*PROBLEM:*
When a line in the material contains the word "message", copy it.

*DATA EXCERPTS:*
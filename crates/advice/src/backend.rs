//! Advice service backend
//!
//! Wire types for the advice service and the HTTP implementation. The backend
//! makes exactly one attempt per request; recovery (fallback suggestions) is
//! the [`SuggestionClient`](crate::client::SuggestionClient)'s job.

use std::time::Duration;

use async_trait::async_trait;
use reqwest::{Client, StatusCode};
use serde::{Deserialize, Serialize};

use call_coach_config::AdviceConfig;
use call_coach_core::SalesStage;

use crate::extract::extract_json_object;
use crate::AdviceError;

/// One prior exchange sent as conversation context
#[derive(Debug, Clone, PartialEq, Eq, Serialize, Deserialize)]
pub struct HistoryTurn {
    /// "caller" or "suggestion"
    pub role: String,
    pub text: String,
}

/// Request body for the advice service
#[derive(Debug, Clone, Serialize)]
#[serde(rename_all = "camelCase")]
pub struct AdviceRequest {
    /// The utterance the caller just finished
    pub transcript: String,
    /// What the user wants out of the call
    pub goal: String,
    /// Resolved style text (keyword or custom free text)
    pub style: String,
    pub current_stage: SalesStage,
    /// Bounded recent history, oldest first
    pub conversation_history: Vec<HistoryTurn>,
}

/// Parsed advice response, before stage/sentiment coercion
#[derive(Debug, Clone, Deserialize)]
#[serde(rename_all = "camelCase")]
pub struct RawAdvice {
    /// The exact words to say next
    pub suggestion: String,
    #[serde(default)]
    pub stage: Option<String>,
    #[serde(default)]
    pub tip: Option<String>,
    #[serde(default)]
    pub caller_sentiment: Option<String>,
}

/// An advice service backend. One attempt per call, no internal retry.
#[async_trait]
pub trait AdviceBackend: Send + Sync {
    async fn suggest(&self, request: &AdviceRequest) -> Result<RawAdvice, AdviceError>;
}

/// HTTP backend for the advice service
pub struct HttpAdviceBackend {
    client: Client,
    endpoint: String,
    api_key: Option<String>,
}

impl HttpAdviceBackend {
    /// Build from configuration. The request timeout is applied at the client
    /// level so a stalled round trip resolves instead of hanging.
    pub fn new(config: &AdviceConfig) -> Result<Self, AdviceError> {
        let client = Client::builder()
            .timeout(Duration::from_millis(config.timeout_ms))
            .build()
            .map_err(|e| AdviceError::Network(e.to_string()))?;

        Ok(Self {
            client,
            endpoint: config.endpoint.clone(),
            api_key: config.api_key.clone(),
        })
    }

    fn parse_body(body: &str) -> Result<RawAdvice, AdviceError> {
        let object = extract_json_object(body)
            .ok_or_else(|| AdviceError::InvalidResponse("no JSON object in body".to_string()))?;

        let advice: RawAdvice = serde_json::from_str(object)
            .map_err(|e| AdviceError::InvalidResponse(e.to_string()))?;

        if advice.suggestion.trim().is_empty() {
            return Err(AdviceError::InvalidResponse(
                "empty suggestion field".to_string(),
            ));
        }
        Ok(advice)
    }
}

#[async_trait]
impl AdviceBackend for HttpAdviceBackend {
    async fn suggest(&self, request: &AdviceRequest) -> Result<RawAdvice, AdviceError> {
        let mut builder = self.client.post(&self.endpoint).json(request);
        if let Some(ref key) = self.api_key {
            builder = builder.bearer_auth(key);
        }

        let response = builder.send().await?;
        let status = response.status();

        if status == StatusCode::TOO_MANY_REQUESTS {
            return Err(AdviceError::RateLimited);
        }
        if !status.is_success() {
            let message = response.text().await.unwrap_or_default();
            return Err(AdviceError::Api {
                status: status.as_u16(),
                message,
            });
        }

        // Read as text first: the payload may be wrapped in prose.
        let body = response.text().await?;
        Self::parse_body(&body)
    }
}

*RESPONSE:*
            let message = response.text().await.unwrap_or_default();
                message,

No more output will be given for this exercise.